Around the late 1970s, the Ghanaian economy slipped into a debt crisis. The crisis was precipitated by a combination of factors, not the least of which included the oil price hikes in the early 1970s, concurrent worsening terms of trade, balance of payment problems, severe droughts, and food shortages (Hutchful, 2002; Pearce, 1992). The government responded to the crisis by negotiating for an economic recovery loan of over $1.4 billion from the World Bank and International Monetary Fund (Pearce, 1992, p. 15). The loan came with several conditionalities, which were the standard features of structural adjustment programs (SAP) in sub-Saharan Africa. More than any other sector in the Ghanaian economy, agriculture saw the most intensive restructuring (Hutchful, 2002). Noteworthy among structural changes included the removal of subsidies for fertilizers, seeds and insecticides. The government further retrenched agricultural extension services and dismantled marketing boards that serviced smallholder input requirements (Hutchful, 2002; Pearce, 1992). Other policy measures included increasing support for large landholders, and the abandoning of smallholder development. The government further lifted all restrictions on foreign direct investments and privileged food security policies that are based on international commerce (Hutchful, 2002).

These reforms unleashed profound social and economic transformations in the Ghanaian countryside, marking a great watershed in the viability of smallholder farming (Pearce, 1992). The majority of small farmers were squeezed out of

agriculture as their purchasing power became dramatically eroded. Additionally, input and output markets became volatile, constricted and competitive. Local produce such as rice, maize, meat and poultry faced stiff competition from highly subsidized and cheap imports from Europe, Asia and North America (Hutchful, 2002). The effects of structural adjustment programs were geographically uneven across the country. Northern Ghana experienced the most severe impacts because of general underdevelopment and limited opportunities for non-farm incomes (Konadu- Agyemang, 2000; Songsore, 2003). Thus, structural adjustment intensified the already uneven regional development in Ghana. With persistent poverty and reduced agricultural productive capacity (Whitehead, 2006), a large number of small farmers were driven to cities where they worked as day labourers for minimal wages (Abdul- Korah, 2011).
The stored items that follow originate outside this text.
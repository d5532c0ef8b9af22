use chrono::Timelike;
use tracing::info;

use crate::errors::AppResult;
use crate::models::DailySettings;
use crate::store::SettingsStore;
use crate::utils::clock::Clock;
use crate::utils::date::midnight_of;

/// Keeps the running "minutes completed today" total on top of the
/// settings file, zeroing it once per calendar day.
#[derive(Clone, Copy)]
pub struct DailyTotalTracker<'a> {
    store: &'a SettingsStore,
    clock: &'a dyn Clock,
}

impl<'a> DailyTotalTracker<'a> {
    pub fn new(store: &'a SettingsStore, clock: &'a dyn Clock) -> Self {
        Self { store, clock }
    }

    /// Read-modify-write: add `minutes` to today's total and persist.
    /// `0` still rewrites the record unchanged.
    pub fn add_completed(&self, minutes: u32) -> AppResult<DailySettings> {
        let mut settings = self.store.read()?;
        settings.daily_completed_minutes = settings.daily_completed_minutes.saturating_add(minutes);
        self.store.write(&settings)?;

        info!(
            added = minutes,
            total = settings.daily_completed_minutes,
            "daily total updated"
        );
        Ok(settings)
    }

    /// Zero today's total and stamp `last_reset` with the current time.
    /// Timer lengths and the goal are carried through.
    pub fn reset(&self) -> AppResult<DailySettings> {
        let now = self.clock.now();
        let mut settings = self.store.read()?;
        settings.daily_completed_minutes = 0;
        settings.last_reset = Some(now.with_nanosecond(0).unwrap_or(now));
        self.store.write(&settings)?;

        info!(at = %settings.last_reset_str(), "daily total reset");
        Ok(settings)
    }

    /// Reset when the record was last reset before today's local midnight
    /// (or never). Returns whether a reset happened.
    pub fn check_and_reset_if_new_day(&self) -> AppResult<bool> {
        let settings = self.store.read()?;
        let midnight = midnight_of(self.clock.now());

        let stale = match settings.last_reset {
            Some(ts) => ts < midnight,
            None => true,
        };

        if stale {
            self.reset()?;
        }
        Ok(stale)
    }
}
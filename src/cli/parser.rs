use clap::Parser;

/// Command-line interface definition for rpomodoro.
/// Everything else happens in the interactive menu.
#[derive(Parser, Debug)]
#[command(
    name = "rpomodoro",
    version = env!("CARGO_PKG_VERSION"),
    about = "A terminal focus timer: big block digits, a daily goal and a progress bar",
    long_about = None
)]
pub struct Cli {
    /// Override the settings record path (useful for tests or a second profile)
    #[arg(long = "data")]
    pub data: Option<String>,

    /// Log level for the file log (error, warn, info, debug, trace)
    #[arg(long = "log-level")]
    pub log_level: Option<String>,
}
//! Text rendering of the main menu.

use std::io::Write;

use ansi_term::Colour;
use crossterm::{
    cursor::MoveTo,
    queue,
    terminal::{Clear, ClearType},
};

use super::font::HEADER;
use super::messages::{error_line, warning_line};
use crate::core::progress::progress_bar;
use crate::errors::AppResult;
use crate::utils::colors::{RESET, color_for_goal};
use crate::utils::time::format_minutes;

pub const PROMPT: &str = ">>> ";

/// A message shown once, below the options, on the next render.
#[derive(Debug, Clone, PartialEq, Eq)]
pub enum Notice {
    Warning(String),
    Error(String),
}

pub struct MenuView<'a> {
    pub options: &'a [String],
    pub progress: usize,
    pub completed_minutes: u32,
    pub goal_minutes: u32,
    pub notice: Option<&'a Notice>,
}

/// `\t[i] label` per option.
pub fn format_options(options: &[String]) -> String {
    options
        .iter()
        .enumerate()
        .map(|(i, label)| format!("\t[{i}] {label}\n"))
        .collect()
}

pub fn render_menu<W: Write>(out: &mut W, view: &MenuView<'_>) -> AppResult<()> {
    queue!(out, Clear(ClearType::All), MoveTo(0, 0))?;

    writeln!(out, "{}", Colour::Green.bold().paint(HEADER))?;
    writeln!(out, "{}", progress_bar(view.progress))?;
    writeln!(
        out,
        "{}Today {} of {}{}",
        color_for_goal(view.completed_minutes, view.goal_minutes),
        format_minutes(view.completed_minutes),
        format_minutes(view.goal_minutes),
        RESET
    )?;
    writeln!(out)?;
    write!(out, "{}", format_options(view.options))?;

    match view.notice {
        Some(Notice::Warning(msg)) => writeln!(out, "\n{}", warning_line(msg))?,
        Some(Notice::Error(msg)) => writeln!(out, "\n{}", error_line(msg))?,
        None => {}
    }

    write!(out, "{PROMPT}")?;
    out.flush()?;
    Ok(())
}
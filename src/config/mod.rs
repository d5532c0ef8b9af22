use serde::{Deserialize, Serialize};
use std::fs;
use std::path::PathBuf;
use std::time::Duration;

use crate::errors::{AppError, AppResult};

#[derive(Debug, Clone, Serialize, Deserialize, PartialEq)]
pub struct Config {
    #[serde(default = "default_data_file")]
    pub data_file: String,
    #[serde(default = "default_tick_interval_ms")]
    pub tick_interval_ms: u64,
    #[serde(default = "default_flash_count")]
    pub flash_count: u32,
    #[serde(default = "default_flash_delay_ms")]
    pub flash_delay_ms: u64,
    #[serde(default = "default_progress_segments")]
    pub progress_segments: u32,
    #[serde(default = "default_quit_key")]
    pub quit_key: char,
    #[serde(default, skip_serializing_if = "Option::is_none")]
    pub log_level: Option<String>,
}

fn default_data_file() -> String {
    Config::default_data_file().to_string_lossy().to_string()
}
fn default_tick_interval_ms() -> u64 {
    100
}
fn default_flash_count() -> u32 {
    5
}
fn default_flash_delay_ms() -> u64 {
    200
}
fn default_progress_segments() -> u32 {
    48
}
fn default_quit_key() -> char {
    'q'
}

impl Default for Config {
    fn default() -> Self {
        Self {
            data_file: default_data_file(),
            tick_interval_ms: default_tick_interval_ms(),
            flash_count: default_flash_count(),
            flash_delay_ms: default_flash_delay_ms(),
            progress_segments: default_progress_segments(),
            quit_key: default_quit_key(),
            log_level: None,
        }
    }
}

impl Config {
    /// Return the standard configuration directory depending on the platform
    pub fn config_dir() -> PathBuf {
        if cfg!(target_os = "windows") {
            dirs::config_dir()
                .unwrap_or_else(|| PathBuf::from("."))
                .join("rpomodoro")
        } else {
            dirs::home_dir()
                .unwrap_or_else(|| PathBuf::from("."))
                .join(".rpomodoro")
        }
    }

    /// Return the full path of the config file
    pub fn config_file() -> PathBuf {
        Self::config_dir().join("rpomodoro.conf")
    }

    /// Return the default path of the settings record
    pub fn default_data_file() -> PathBuf {
        Self::config_dir().join("data.csv")
    }

    pub fn log_dir() -> PathBuf {
        Self::config_dir().join("logs")
    }

    /// Load configuration from the standard location, or defaults if absent
    pub fn load() -> AppResult<Self> {
        Self::load_from(&Self::config_file())
    }

    pub fn load_from(path: &std::path::Path) -> AppResult<Self> {
        if !path.exists() {
            return Ok(Self::default());
        }

        let content = fs::read_to_string(path)
            .map_err(|e| AppError::Config(format!("cannot read {}: {}", path.display(), e)))?;
        Self::parse(&content)
            .map_err(|e| AppError::Config(format!("{}: {}", path.display(), e)))
    }

    /// Parse YAML; keys left out fall back to their defaults.
    pub fn parse(content: &str) -> Result<Self, String> {
        if content.trim().is_empty() {
            return Ok(Self::default());
        }
        let cfg: Config = serde_yaml::from_str(content).map_err(|e| e.to_string())?;
        if cfg.tick_interval_ms == 0 {
            return Err("tick_interval_ms must be greater than 0".into());
        }
        Ok(cfg)
    }

    pub fn data_path(&self) -> PathBuf {
        crate::utils::path::expand_tilde(&self.data_file)
    }

    pub fn tick_interval(&self) -> Duration {
        Duration::from_millis(self.tick_interval_ms)
    }

    pub fn flash_delay(&self) -> Duration {
        Duration::from_millis(self.flash_delay_ms)
    }
}
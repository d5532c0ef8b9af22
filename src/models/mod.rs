pub mod settings;

pub use settings::DailySettings;
//! Date utilities: calendar-day boundaries and reset timestamp parsing.

use chrono::{DateTime, Local, NaiveDate, NaiveDateTime, NaiveTime};

use crate::models::settings::RESET_TIMESTAMP_FORMAT;

/// Local midnight that starts the calendar day containing `now`.
pub fn midnight_of(now: NaiveDateTime) -> NaiveDateTime {
    now.date().and_time(NaiveTime::MIN)
}

/// Parse a persisted `last_reset` value.
///
/// Accepts the canonical `YYYY-MM-DDTHH:MM:SS` form plus the usual ISO 8601
/// relatives (fractional seconds, space separator, bare date, RFC 3339 with
/// an offset, which is converted to local time). Empty or unparseable input
/// yields `None`, i.e. "never reset".
pub fn parse_reset_timestamp(s: &str) -> Option<NaiveDateTime> {
    let s = s.trim();
    if s.is_empty() {
        return None;
    }

    for fmt in [
        RESET_TIMESTAMP_FORMAT,
        "%Y-%m-%dT%H:%M:%S%.f",
        "%Y-%m-%d %H:%M:%S",
        "%Y-%m-%d %H:%M:%S%.f",
        "%Y-%m-%dT%H:%M",
    ] {
        if let Ok(ts) = NaiveDateTime::parse_from_str(s, fmt) {
            return Some(ts);
        }
    }

    if let Ok(dt) = DateTime::parse_from_rfc3339(s) {
        return Some(dt.with_timezone(&Local).naive_local());
    }

    NaiveDate::parse_from_str(s, "%Y-%m-%d")
        .ok()
        .map(|d| d.and_time(NaiveTime::MIN))
}
pub mod countdown;
pub mod menu;
pub mod progress;
pub mod tracker;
Today, the political economic patterns initiated during colonial rule, together with the impacts of structural adjustment programs, are still lingering in northern Ghana (Yaro, 2013). Food importation continues to undercut domestic production in many ways (Laube et al., 2012). Contemporary agricultural policies emphasize intensification of the food sector, often to the benefit of large-scale farmers. The post-millennium period has seen more radical changes in the northern regional political economy. As part of opening up the country to foreign investments, many transnational corporations have been granted long-term leases for biofuel and mining projects in semi-arid northern Ghana (Tsikata and Yaro, 2013). Corporate farmland acquisitions have meant the curtailment of access to land by smallholder farmers. Consequently, many farmers have lost their livelihoods (Tsikata and Yaro, 2013), further spurring migration from villages. It is within this context that we examine farmers’ perceptions of and resilience to the ongoing impacts of climate change.